Вопрос 34. Не было бы более приличествующим действовать путём проб и индукций, чем притворяться, что доказываешь ложными принципами?
Вопрос 35. Нет ли пути к достижению истины, хотя принципы и не научны, и рассуждение не справедливо? И следует ли называть такой путь сноровкой или наукой?
Вопрос 36. Может ли быть наука о заключении, где нет науки о принципах? И может ли человек иметь науку о принципах, не понимая их? И, следовательно, действуют ли математики нынешнего века как люди науки, прилагая столь больше усилий к применению своих принципов, чем к их пониманию?
Вопрос 37. Не может ли величайший гений, борющийся с ложными принципами, потерпеть поражение? И могут ли быть получены точные квадратуры без новых постулатов или допущений? И если нет, не следует ли предпочесть те из них, которые понятны и последовательны, противоположным? См. разделы 28 и 29.
Вопрос 38. Являются ли утомительные вычисления в алгебре и методе флюксий наиболее вероятным методом для совершенствования ума? И не приводит ли привычка людей рассуждать исключительно о математических знаках и фигурах к тому, что они оказываются в затруднении, как рассуждать без них?
Вопрос 39. Означает ли та самая лёгкость, которую аналитики приобретают в постановке задачи или в нахождении подходящих выражений для математических величин, необходимо пропорциональную способность в постижении и выражении других предметов?
Вопрос 40. Не является ли общим случаем или правилом, что один и тот же коэффициент, деля равные произведения, даёт равные частные? И всё же может ли такой коэффициент быть истолкован как 0 или ничто? Или согласится ли кто-либо с тем, что если уравнение 2 x 0 = 5 x 0 разделить на 0, то частные по обе стороны равны? Не может ли поэтому случай быть общим по отношению ко всем величинам и всё же не распространяться на ничто, или не включать случай ничто? И не ввело ли людей в ложные рассуждения подведение ничто под понятие величины?

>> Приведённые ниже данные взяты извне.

use crate::commands::timers::{now_ms, paths};
use crate::config::Config;
use crate::notify::DesktopDelivery;
use crate::state::with_state_lock;
use crate::utils::render::build_tree;
use anyhow::Result;
use std::time::Duration;
use tracing::{debug, info};

const CLEAR_SCREEN: &str = "\x1B[2J\x1B[H";

/// Refresh progress periodically and deliver alerts as they come due.
pub async fn watch(config: &Config, interval_secs: Option<u64>, once: bool) -> Result<()> {
    let secs = interval_secs.unwrap_or(config.display.refresh_secs).max(1);
    let mut ticker = tokio::time::interval(Duration::from_secs(secs));
    let delivery = DesktopDelivery;

    loop {
        tokio::select! {
            _ = ticker.tick() => {
                refresh(config, &delivery, !once)?;
                if once {
                    return Ok(());
                }
            }
            _ = tokio::signal::ctrl_c() => {
                info!("Interrupted, stopping watch");
                println!();
                return Ok(());
            }
        }
    }
}

fn refresh(config: &Config, delivery: &DesktopDelivery, clear: bool) -> Result<()> {
    let paths = paths(config)?;
    let now = now_ms();

    let (collection, due) = with_state_lock(&paths, |snapshot| {
        let due = snapshot.alerts.take_due(now);
        Ok((snapshot.collection.clone(), due))
    })?;

    if clear {
        print!("{}", CLEAR_SCREEN);
    }
    if collection.is_empty() {
        println!("No timers yet.");
    } else {
        println!("{}", build_tree(&collection, now, config.display.bar_width));
    }

    if !config.notifications.enabled {
        if !due.is_empty() {
            debug!(count = due.len(), "notifications disabled, dropping due alerts");
        }
        return Ok(());
    }
    for alert in &due {
        debug!(id = %alert.id, "delivering alert");
        delivery.deliver(alert);
        println!("⏰ {}: {}", alert.title, alert.body);
    }

    Ok(())
}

Вопрос 41. Не могут ли люди в самых общих рассуждениях о равенствах и пропорциях доказывать так же, как и в геометрии? Не обязаны ли они в таких доказательствах к той же строгости рассуждений, что и в геометрии? И не выводятся ли такие их рассуждения из тех же аксиом, что и в геометрии? Не является ли поэтому алгебра столь же подлинной наукой, как и геометрия?

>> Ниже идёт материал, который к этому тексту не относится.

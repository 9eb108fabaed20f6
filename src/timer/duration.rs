//! Conversion between (days, hours, minutes) and millisecond durations.

use serde::{Deserialize, Serialize};
use std::fmt;

pub const MS_PER_MINUTE: u64 = 60_000;
pub const MS_PER_HOUR: u64 = 60 * MS_PER_MINUTE;
pub const MS_PER_DAY: u64 = 24 * MS_PER_HOUR;

const MINUTES_PER_HOUR: u64 = 60;
const MINUTES_PER_DAY: u64 = 24 * MINUTES_PER_HOUR;

/// A duration as the user enters it.
#[derive(Debug, Clone, Copy, PartialEq, Eq, Default, Serialize, Deserialize)]
pub struct DurationParts {
    pub days: u32,
    pub hours: u32,
    pub minutes: u32,
}

impl DurationParts {
    pub fn new(days: u32, hours: u32, minutes: u32) -> Self {
        Self {
            days,
            hours,
            minutes,
        }
    }

    pub fn is_zero(&self) -> bool {
        self.days == 0 && self.hours == 0 && self.minutes == 0
    }

    pub fn to_millis(self) -> u64 {
        encode(self.days, self.hours, self.minutes)
    }
}

impl fmt::Display for DurationParts {
    fn fmt(&self, f: &mut fmt::Formatter<'_>) -> fmt::Result {
        write!(f, "{}d {}h {}m", self.days, self.hours, self.minutes)
    }
}

pub fn encode(days: u32, hours: u32, minutes: u32) -> u64 {
    u64::from(days) * MS_PER_DAY + u64::from(hours) * MS_PER_HOUR + u64::from(minutes) * MS_PER_MINUTE
}

/// Split a duration into days, hours and minutes.
///
/// Sub-minute remainders round up: the total is converted to whole minutes
/// with a ceiling first and then split, so `minutes` stays below 60 and a
/// countdown with 30 seconds left still reads as one minute.
pub fn decode(duration_ms: u64) -> DurationParts {
    let total_minutes = duration_ms.div_ceil(MS_PER_MINUTE);
    let days = total_minutes / MINUTES_PER_DAY;
    let rem = total_minutes % MINUTES_PER_DAY;

    DurationParts {
        days: u32::try_from(days).unwrap_or(u32::MAX),
        hours: (rem / MINUTES_PER_HOUR) as u32,
        minutes: (rem % MINUTES_PER_HOUR) as u32,
    }
}

pub fn format_duration(duration_ms: u64) -> String {
    decode(duration_ms).to_string()
}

Вопрос 42. Не могут ли люди рассуждать в [алгебраических] символах так же, как и в словах? Не действуют ли в обоих случаях одни и те же правила логики? И не имеем ли мы права ожидать и требовать той же очевидности в обоих случаях?

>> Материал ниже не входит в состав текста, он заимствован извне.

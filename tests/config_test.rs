use grind_timer::config::{
    Config, DisplayConfig, LoggingConfig, load_file_only, load_from_path, save_to_path,
};
use std::io::Write;
use tempfile::{NamedTempFile, tempdir};

#[test]
fn test_load_config_valid() {
    let mut temp_file = NamedTempFile::new().unwrap();
    let config_content = r#"
        [notifications]
        enabled = false

        [display]
        bar_width = 12
        refresh_secs = 5

        [logging]
        level = "debug"
    "#;
    temp_file.write_all(config_content.as_bytes()).unwrap();

    let config = load_from_path(temp_file.path()).expect("Failed to load valid config");

    assert!(!config.notifications.enabled);
    assert_eq!(config.display.bar_width, 12);
    assert_eq!(config.display.refresh_secs, 5);
    assert_eq!(config.logging.level, "debug");
    assert!(config.state.state_dir_override.is_none());
}

#[test]
fn test_load_config_defaults() {
    let mut temp_file = NamedTempFile::new().unwrap();
    temp_file.write_all(b"").unwrap();

    let config = load_from_path(temp_file.path()).unwrap();
    assert!(config.notifications.enabled);
    assert_eq!(config.display.bar_width, 30);
    assert_eq!(config.display.refresh_secs, 30);
    assert_eq!(config.logging.level, "warn");
}

#[test]
fn test_load_config_missing_file_uses_defaults() {
    let dir = tempdir().unwrap();
    let config = load_from_path(dir.path().join("config.toml")).unwrap();
    assert!(config.validate().is_ok());
}

#[test]
fn test_load_config_partial_table() {
    let mut temp_file = NamedTempFile::new().unwrap();
    temp_file
        .write_all(b"[display]\nbar_width = 8\n")
        .unwrap();

    let config = load_from_path(temp_file.path()).unwrap();
    assert_eq!(config.display.bar_width, 8);
    assert_eq!(config.display.refresh_secs, 30);
}

#[test]
fn test_load_config_malformed() {
    let mut temp_file = NamedTempFile::new().unwrap();
    temp_file.write_all(b"[display\nbar_width = ").unwrap();

    assert!(load_from_path(temp_file.path()).is_err());
}

#[test]
fn test_display_validation() {
    let config = DisplayConfig {
        bar_width: 0,
        refresh_secs: 30,
    };
    let err = config.validate().unwrap_err();
    assert!(err.to_string().contains("bar_width"));

    let config = DisplayConfig {
        bar_width: 10,
        refresh_secs: 0,
    };
    assert!(config.validate().is_err());
}

#[test]
fn test_logging_validation() {
    let ok = LoggingConfig {
        level: "INFO".to_string(),
    };
    assert!(ok.validate().is_ok());

    let bad = LoggingConfig {
        level: "loud".to_string(),
    };
    assert!(bad.validate().unwrap_err().to_string().contains("Invalid log level"));
}

#[test]
fn test_save_then_load() {
    let dir = tempdir().unwrap();
    let path = dir.path().join("sub").join("config.toml");

    let mut config = Config::default();
    config.display.bar_width = 44;
    config.state.state_dir_override = Some(dir.path().join("state"));
    save_to_path(&config, &path).unwrap();

    let loaded = load_from_path(&path).unwrap();
    assert_eq!(loaded.display.bar_width, 44);
    assert_eq!(loaded.state.state_dir_override, Some(dir.path().join("state")));
}

#[test]
fn test_load_file_only() {
    let dir = tempdir().unwrap();
    let path = dir.path().join("config.toml");

    let config = load_file_only(&path).unwrap();
    assert_eq!(config.display.bar_width, 30);

    std::fs::write(&path, "[display]\nbar_width = 9\n").unwrap();
    let config = load_file_only(&path).unwrap();
    assert_eq!(config.display.bar_width, 9);
    assert!(config.notifications.enabled);

    std::fs::write(&path, "[display\n").unwrap();
    assert!(load_file_only(&path).is_err());
}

Вопрос 43. Может ли алгебраист, флюксионист, геометр или демонстратор любого рода рассчитывать на снисхождение за туманные принципы или некорректные рассуждения? И может ли алгебраический знак или символ в конце процесса быть истолкован в смысле, который не мог быть подставлен вместо него в начале? Или может ли какое-либо частное допущение подпадать под общий случай, если оно не согласуется с его рассуждением?
Вопрос 44. Не заключается ли разница между простым вычислителем и человеком науки в том, что один вычисляет на основе ясно понятых принципов и по правилам, очевидно доказанным, тогда как другой – нет?
Вопрос 45. Хотя геометрия и является наукой, и алгебра признаётся наукой, и аналитический метод – превосходнейшим методом в его применении, не могли ли люди, тем не менее, при применении анализа к геометрии допустить ложные принципы и ошибочные методы рассуждения?
Вопрос 46. Хотя алгебраические рассуждения признаются сколь угодно справедливыми, когда они ограничены знаками или символами как общими представителями величин, не можете ли вы, тем не менее, впасть в ошибку, если, ограничивая их обозначать частные вещи, вы не ограничиваете себя рассуждениями, последовательными с природой таких частных вещей? И не должна ли такая ошибка вменяться чистой алгебре?
Вопрос 47. Не кажется ли, что взгляд современных математиков скорее направлен на достижение выражения посредством ухищрений, чем на достижение науки посредством доказательства?
Вопрос 48. Не может ли существовать здравой метафизики так же, как и нездоровой? Здравой логики так же, как и нездоровой? И не может ли современный аналитический метод быть отнесён к одной из этих категорий, и к какой именно?
Вопрос 49. Не существует ли действительно philosophia prima, некая трансцендентальная наука, превосходящая математику и более обширная, чем она, которую нашим современным аналитикам следовало бы скорее изучить, чем презирать [1]?
[1 Так Бэкон: «Поскольку распределения и разделения знания не подобны нескольким линиям, сходящимся в одном угле и, таким образом, соприкасающимся лишь в точке; но подобны ветвям дерева, которые сходятся в стволе, имеющем протяжённость и цельность до того, как он раздробится и разветвится на сучья и ветви; поэтому благо, прежде чем мы приступим к упомянутому распределению, воздвигнуть и учредить Одну Универсальную Науку, под именем Philosophia Prima, Первичной или Сводной Философии, как главный и общий путь, прежде чем мы подойдём к месту, где пути расходятся и разделяются: которую науку, должен ли я считать её недостающей или нет, я остаюсь в сомнении.» («О достоинстве и приумножении наук», Книга II.)]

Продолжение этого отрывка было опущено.